The move will slow down the plans of RISC-V chip vendors targeting Android systems and devices, according to William Li, analyst at research firm Counterpoint.

Although developers can still restore RISC-V support by themselves, that will “take more work than would otherwise be necessary”, said Stewart Randall, head of electronics and embedded software at consultancy Intralink.

The global impact is likely to be limited because “most companies designing chips around RISC-V are not designing chips for Android devices”, said Randall. But in China, there are at least 300 companies using RISC-V, with almost all major tech players backing the standard.

Of the 25 premier members at RISC-V International, the non-profit group aimed at promoting the technology, over half are from China. They include Alibaba Cloud, Huawei Technologies, ZTE, and the state-sponsored Beijing Institute of Open Source Chip.

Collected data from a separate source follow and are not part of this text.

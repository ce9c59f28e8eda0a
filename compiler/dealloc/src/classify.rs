//! Operation classification for dispatch.
//!
//! Every operation falls into exactly one [`OpClass`], checked in order:
//! region-branch construct, allocate/free effects, routine, opaque regions,
//! plain. Declared effects that contain neither an allocation nor a free
//! fall through to the later classes.

use dealloc_ir::{branch_kind, BranchKind, EffectKind, Function, OpId, OpKind, ValueId};
use smallvec::SmallVec;

/// How the transform treats an operation.
#[derive(Clone, Debug, PartialEq, Eq)]
pub enum OpClass {
    /// `If`, `For`, `While`.
    RegionBranch(BranchKind),
    /// Allocates and/or frees buffers.
    MemoryEffects {
        allocs: SmallVec<[ValueId; 2]>,
        frees: SmallVec<[ValueId; 2]>,
    },
    /// The root `Func` of a routine.
    Routine,
    /// Carries regions the transform knows nothing about.
    OpaqueRegions,
    /// No ownership semantics; may alias its buffer operands.
    Plain,
}

/// Classify `op`.
pub fn classify(func: &Function, op: OpId) -> OpClass {
    let kind = func.kind(op);
    if let Some(branch) = branch_kind(kind) {
        return OpClass::RegionBranch(branch);
    }

    let mut allocs = SmallVec::new();
    let mut frees = SmallVec::new();
    for effect in kind.memory_effects(func.operands(op), func.results(op)) {
        match effect.kind {
            EffectKind::Allocate => allocs.push(effect.value),
            EffectKind::Free => frees.push(effect.value),
        }
    }
    if !allocs.is_empty() || !frees.is_empty() {
        return OpClass::MemoryEffects { allocs, frees };
    }

    if matches!(kind, OpKind::Func { .. }) {
        OpClass::Routine
    } else if !func.regions(op).is_empty() {
        OpClass::OpaqueRegions
    } else {
        OpClass::Plain
    }
}
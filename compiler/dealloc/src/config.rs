//! Transform configuration.

/// Configuration for the deallocation transform.
///
/// The defaults produce the full transform. The switches exist to isolate
/// individual rewrites when debugging a miscompile.
#[derive(Debug, Clone, Copy, PartialEq, Eq)]
pub struct DeallocConfig {
    /// Hand a buffer operand's indicator to a region-branch construct when
    /// the operand is not used again afterwards. When off, every buffer
    /// operand is paired with a null indicator.
    pub transfer_operand_ownership: bool,

    /// Place the release of a non-escaping buffer right after its last
    /// aliasing operation. When off, releases go right before the terminator.
    pub hoist_releases: bool,

    /// Transform the routines of a module on a rayon thread pool.
    pub parallel: bool,

    /// Once a routine fails, report routines that have not started yet as
    /// skipped instead of transforming them.
    pub fail_fast: bool,

    /// Run the structural verifier on every transformed routine.
    /// Defaults to on in debug builds.
    pub verify: bool,
}

impl Default for DeallocConfig {
    fn default() -> Self {
        Self {
            transfer_operand_ownership: true,
            hoist_releases: true,
            parallel: true,
            fail_fast: false,
            verify: cfg!(debug_assertions),
        }
    }
}

impl DeallocConfig {
    /// Default configuration, transforming routines one after another.
    pub fn sequential() -> Self {
        Self {
            parallel: false,
            ..Default::default()
        }
    }

    /// Set the fail-fast policy.
    #[must_use]
    pub fn with_fail_fast(self, fail_fast: bool) -> Self {
        Self { fail_fast, ..self }
    }

    /// Set whether the verifier runs after the transform.
    #[must_use]
    pub fn with_verify(self, verify: bool) -> Self {
        Self { verify, ..self }
    }
}
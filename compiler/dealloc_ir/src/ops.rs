//! Operation kinds and declared memory effects.
//!
//! The set of operation kinds is closed. Everything the transform does not
//! know by name is a [`OpKind::Generic`] operation, which declares its
//! allocate/free effects explicitly and may carry opaque regions.

use smallvec::SmallVec;

use crate::ids::ValueId;

// ── Effects ─────────────────────────────────────────────────────────

/// An allocate or free effect declared on a [`OpKind::Generic`] operation.
///
/// Effects name operand/result slots rather than values so that the kind
/// stays valid when the operation is rebuilt.
#[derive(Clone, Copy, Debug, PartialEq, Eq, Hash)]
#[cfg_attr(feature = "cache", derive(serde::Serialize, serde::Deserialize))]
pub enum EffectSpec {
    /// Result `n` is a freshly allocated buffer.
    AllocatesResult(u32),
    /// Operand `n` is freed by this operation.
    FreesOperand(u32),
}

/// Kind of a resolved memory effect.
#[derive(Clone, Copy, Debug, PartialEq, Eq, Hash)]
pub enum EffectKind {
    Allocate,
    Free,
}

/// A memory effect resolved against an operation's operands and results.
#[derive(Clone, Copy, Debug, PartialEq, Eq, Hash)]
pub struct MemoryEffect {
    pub kind: EffectKind,
    pub value: ValueId,
}

// ── Operation kinds ─────────────────────────────────────────────────

/// The kind of an operation.
///
/// Operand/result/region conventions per kind:
///
/// | Kind | Operands | Results | Regions |
/// |---|---|---|---|
/// | `Func` | – | – | 1 (entry block args = params) |
/// | `Return` | returned values | – | – |
/// | `Alloc` | dynamic sizes | 1 buffer | – |
/// | `Dealloc` | 1 buffer | – | – |
/// | `Realloc` | buffer, sizes | 1 buffer | – |
/// | `If` | cond | any | then, else (else may be empty) |
/// | `For` | lb, ub, step, inits | one per init | body (iv, iter args) |
/// | `While` | inits | one per forwarded value | before, after |
/// | `Yield` | yielded values | – | – |
/// | `Condition` | cond, forwarded values | – | – |
/// | `Own` | 1 buffer | 1 ownership | – |
/// | `Retain` | retained values, owned indicators | 1 ownership per retained | – |
/// | `Null` | – | 1 ownership | – |
#[derive(Clone, Debug, PartialEq, Eq, Hash)]
#[cfg_attr(feature = "cache", derive(serde::Serialize, serde::Deserialize))]
pub enum OpKind {
    /// A routine. Its single region holds the body.
    Func { name: String },
    /// Routine terminator.
    Return,

    Alloc,
    Dealloc,
    /// Frees operand 0 and allocates result 0 in one step.
    Realloc,

    /// Two mutually exclusive alternatives.
    If,
    /// Counted loop with loop-carried values.
    For,
    /// Loop with a `before` region deciding continuation and an `after` body.
    While,
    /// Terminator of `If`/`For` regions and of the `While` after-region.
    Yield,
    /// Terminator of the `While` before-region.
    Condition,

    // ── Ownership primitives (inserted by the transform) ────────
    /// `MakeOwned`: fresh indicator for a newly allocated buffer.
    Own,
    /// `Retain`: consolidates owned indicators into one indicator per
    /// retained value. The first `num_retained` operands are retained values,
    /// the rest are the owned indicators consumed.
    Retain { num_retained: u32 },
    /// `NullIndicator`: "no ownership" placeholder.
    Null,

    /// Any other operation. Without effects and regions it is a plain value
    /// operation (possibly a view or cast of its buffer operands).
    Generic {
        name: String,
        effects: Vec<EffectSpec>,
    },
}

impl OpKind {
    /// Shorthand for a generic operation without declared effects.
    pub fn generic(name: impl Into<String>) -> Self {
        OpKind::Generic {
            name: name.into(),
            effects: Vec::new(),
        }
    }

    /// Textual name used by the printer and in diagnostics.
    pub fn name(&self) -> &str {
        match self {
            OpKind::Func { .. } => "func",
            OpKind::Return => "return",
            OpKind::Alloc => "alloc",
            OpKind::Dealloc => "dealloc",
            OpKind::Realloc => "realloc",
            OpKind::If => "if",
            OpKind::For => "for",
            OpKind::While => "while",
            OpKind::Yield => "yield",
            OpKind::Condition => "condition",
            OpKind::Own => "own",
            OpKind::Retain { .. } => "retain",
            OpKind::Null => "null",
            OpKind::Generic { name, .. } => name.as_str(),
        }
    }

    /// Returns `true` for block terminators.
    pub const fn is_terminator(&self) -> bool {
        matches!(self, OpKind::Return | OpKind::Yield | OpKind::Condition)
    }

    /// Resolve the declared allocate/free effects against concrete values.
    ///
    /// Effects naming an out-of-range slot are ignored.
    pub fn memory_effects(
        &self,
        operands: &[ValueId],
        results: &[ValueId],
    ) -> SmallVec<[MemoryEffect; 2]> {
        let alloc = |slot: usize| {
            results.get(slot).map(|&value| MemoryEffect {
                kind: EffectKind::Allocate,
                value,
            })
        };
        let free = |slot: usize| {
            operands.get(slot).map(|&value| MemoryEffect {
                kind: EffectKind::Free,
                value,
            })
        };
        match self {
            OpKind::Alloc => alloc(0).into_iter().collect(),
            OpKind::Dealloc => free(0).into_iter().collect(),
            OpKind::Realloc => free(0).into_iter().chain(alloc(0)).collect(),
            OpKind::Generic { effects, .. } => effects
                .iter()
                .filter_map(|effect| match *effect {
                    EffectSpec::AllocatesResult(slot) => alloc(slot as usize),
                    EffectSpec::FreesOperand(slot) => free(slot as usize),
                })
                .collect(),
            _ => SmallVec::new(),
        }
    }
}
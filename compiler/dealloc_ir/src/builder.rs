//! Operation builder with an insertion point.
//!
//! Follows the "position, then emit" pattern of LLVM's `IRBuilder`: every
//! `create`/typed helper links the new operation at the current insertion
//! point. Consecutive operations emitted at the same point keep their
//! emission order.

use crate::function::{Function, InsertPoint};
use crate::ids::{BlockId, OpId, ValueId};
use crate::ops::{EffectSpec, OpKind};
use crate::types::{ElemType, Type};

/// Handles for a freshly built `If`.
#[derive(Clone, Copy, Debug)]
pub struct IfOp {
    pub op: OpId,
    pub then_block: BlockId,
    /// `None` when the `If` was built without an else region body.
    pub else_block: Option<BlockId>,
}

/// Handles for a freshly built `For`.
#[derive(Clone, Debug)]
pub struct ForOp {
    pub op: OpId,
    pub body: BlockId,
    pub induction_var: ValueId,
    pub iter_args: Vec<ValueId>,
}

/// Handles for a freshly built `While`.
#[derive(Clone, Debug)]
pub struct WhileOp {
    pub op: OpId,
    pub before: BlockId,
    pub after: BlockId,
}

/// Operation builder positioned at an [`InsertPoint`].
pub struct Builder<'f> {
    func: &'f mut Function,
    point: InsertPoint,
}

impl<'f> Builder<'f> {
    pub fn new(func: &'f mut Function, point: InsertPoint) -> Self {
        Builder { func, point }
    }

    /// Position at the end of `block`.
    pub fn at_end(func: &'f mut Function, block: BlockId) -> Self {
        Self::new(func, InsertPoint::End(block))
    }

    /// Position immediately before `op`.
    pub fn before(func: &'f mut Function, op: OpId) -> Self {
        Self::new(func, InsertPoint::Before(op))
    }

    /// Position immediately after `op`.
    pub fn after(func: &'f mut Function, op: OpId) -> Self {
        let point = func.point_after(op);
        Self::new(func, point)
    }

    /// Access the function being built.
    pub fn func(&mut self) -> &mut Function {
        &mut *self.func
    }

    pub fn set_point(&mut self, point: InsertPoint) {
        self.point = point;
    }

    /// Create an operation and link it at the insertion point.
    pub fn create(
        &mut self,
        kind: OpKind,
        operands: Vec<ValueId>,
        result_types: &[Type],
        num_regions: usize,
    ) -> OpId {
        let op = self
            .func
            .create_op(kind, operands, result_types, num_regions);
        self.func.insert_op(op, self.point);
        op
    }

    fn create_single(&mut self, kind: OpKind, operands: Vec<ValueId>, ty: Type) -> ValueId {
        let op = self.create(kind, operands, &[ty], 0);
        self.func.results(op)[0]
    }

    // ── Memory ──────────────────────────────────────────────────

    pub fn alloc(&mut self, ty: Type) -> ValueId {
        self.create_single(OpKind::Alloc, Vec::new(), ty)
    }

    pub fn dealloc(&mut self, buffer: ValueId) -> OpId {
        self.create(OpKind::Dealloc, vec![buffer], &[], 0)
    }

    pub fn realloc(&mut self, buffer: ValueId, ty: Type) -> ValueId {
        self.create_single(OpKind::Realloc, vec![buffer], ty)
    }

    // ── Generic operations ──────────────────────────────────────

    /// Emit a generic operation with declared effects and no regions.
    pub fn generic(
        &mut self,
        name: &str,
        operands: Vec<ValueId>,
        result_types: &[Type],
        effects: Vec<EffectSpec>,
    ) -> OpId {
        let kind = OpKind::Generic {
            name: name.to_owned(),
            effects,
        };
        self.create(kind, operands, result_types, 0)
    }

    /// Emit a plain scalar constant.
    pub fn constant(&mut self, elem: ElemType) -> ValueId {
        self.create_single(OpKind::generic("constant"), Vec::new(), Type::Scalar(elem))
    }

    /// Emit a generic operation carrying `num_regions` regions, each with one
    /// empty block. Returns the op and the blocks in region order.
    pub fn opaque(
        &mut self,
        name: &str,
        operands: Vec<ValueId>,
        result_types: &[Type],
        num_regions: usize,
    ) -> (OpId, Vec<BlockId>) {
        let op = self.create(OpKind::generic(name), operands, result_types, num_regions);
        let regions = self.func.regions(op).to_vec();
        let blocks = regions
            .into_iter()
            .map(|region| self.func.create_block(region, &[]))
            .collect();
        (op, blocks)
    }

    // ── Ownership primitives ────────────────────────────────────

    pub fn own(&mut self, buffer: ValueId) -> ValueId {
        self.create_single(OpKind::Own, vec![buffer], Type::Ownership)
    }

    /// Emit `Retain(retained, owned)` producing one indicator per retained value.
    pub fn retain(&mut self, retained: &[ValueId], owned: &[ValueId]) -> OpId {
        let num_retained =
            u32::try_from(retained.len()).unwrap_or_else(|_| panic!("too many retained values"));
        let mut operands = Vec::with_capacity(retained.len() + owned.len());
        operands.extend_from_slice(retained);
        operands.extend_from_slice(owned);
        let types = vec![Type::Ownership; retained.len()];
        self.create(OpKind::Retain { num_retained }, operands, &types, 0)
    }

    pub fn null(&mut self) -> ValueId {
        self.create_single(OpKind::Null, Vec::new(), Type::Ownership)
    }

    // ── Terminators ─────────────────────────────────────────────

    pub fn yield_values(&mut self, values: &[ValueId]) -> OpId {
        self.create(OpKind::Yield, values.to_vec(), &[], 0)
    }

    pub fn return_values(&mut self, values: &[ValueId]) -> OpId {
        self.create(OpKind::Return, values.to_vec(), &[], 0)
    }

    pub fn condition(&mut self, cond: ValueId, forwarded: &[ValueId]) -> OpId {
        let mut operands = Vec::with_capacity(1 + forwarded.len());
        operands.push(cond);
        operands.extend_from_slice(forwarded);
        self.create(OpKind::Condition, operands, &[], 0)
    }

    // ── Structured control flow ─────────────────────────────────

    /// Emit an `If` with an empty then block and, if `with_else`, an empty
    /// else block. Both blocks still need their `Yield`.
    pub fn if_op(&mut self, cond: ValueId, result_types: &[Type], with_else: bool) -> IfOp {
        let op = self.create(OpKind::If, vec![cond], result_types, 2);
        let (then_region, else_region) = (self.func.regions(op)[0], self.func.regions(op)[1]);
        let then_block = self.func.create_block(then_region, &[]);
        let else_block = with_else.then(|| self.func.create_block(else_region, &[]));
        IfOp {
            op,
            then_block,
            else_block,
        }
    }

    /// Emit a `For` over `[lb, ub)` by `step` carrying `inits`.
    ///
    /// The body block takes the induction variable followed by one iter arg
    /// per init and still needs its `Yield`.
    pub fn for_op(&mut self, lb: ValueId, ub: ValueId, step: ValueId, inits: &[ValueId]) -> ForOp {
        let types: Vec<Type> = inits.iter().map(|&v| self.func.value_type(v)).collect();
        let mut operands = vec![lb, ub, step];
        operands.extend_from_slice(inits);
        let op = self.create(OpKind::For, operands, &types, 1);
        let region = self.func.regions(op)[0];
        let iv_ty = self.func.value_type(lb);
        let mut arg_types = Vec::with_capacity(1 + types.len());
        arg_types.push(iv_ty);
        arg_types.extend_from_slice(&types);
        let body = self.func.create_block(region, &arg_types);
        let args = self.func.block_args(body);
        ForOp {
            op,
            body,
            induction_var: args[0],
            iter_args: args[1..].to_vec(),
        }
    }

    /// Emit a `While` carrying `inits` into the before region and
    /// `after_types` from the `Condition` into the after region and results.
    pub fn while_op(&mut self, inits: &[ValueId], after_types: &[Type]) -> WhileOp {
        let before_types: Vec<Type> = inits.iter().map(|&v| self.func.value_type(v)).collect();
        let op = self.create(OpKind::While, inits.to_vec(), after_types, 2);
        let (before_region, after_region) = (self.func.regions(op)[0], self.func.regions(op)[1]);
        let before = self.func.create_block(before_region, &before_types);
        let after = self.func.create_block(after_region, after_types);
        WhileOp { op, before, after }
    }
}

#[cfg(test)]
mod tests;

Other premier members include Google, Intel and Qualcomm.

Alibaba Group Holding, owner of the South China Morning Post, as well as Huawei and Tencent Holdings are all developing chips based on RISC-V. Damo Academy, a research arm of Alibaba, is expanding its XuanTie series of processors based on the architecture. The processors have been used in 5G communications, robotics and financial services, according to Damo.

Baidu-backed chip maker StarFive Technology is also working on RISC-V-based central processing units, with plans to launch a semiconductor research-and-development lab to design a RISC-V chip in Hong Kong.

Despite growing worries in the US, China’s contribution to RISC-V remains strong, Zhang Xiaorong, director of the Beijing-based Cutting-Edge Technology Research Institute, was quoted as saying in a recent Global Times report.

Companies already working on RISC-V support in Android are also unlikely to end their projects, “though there’s quite a bit of work still ahead”, said Counterpoint’s Li.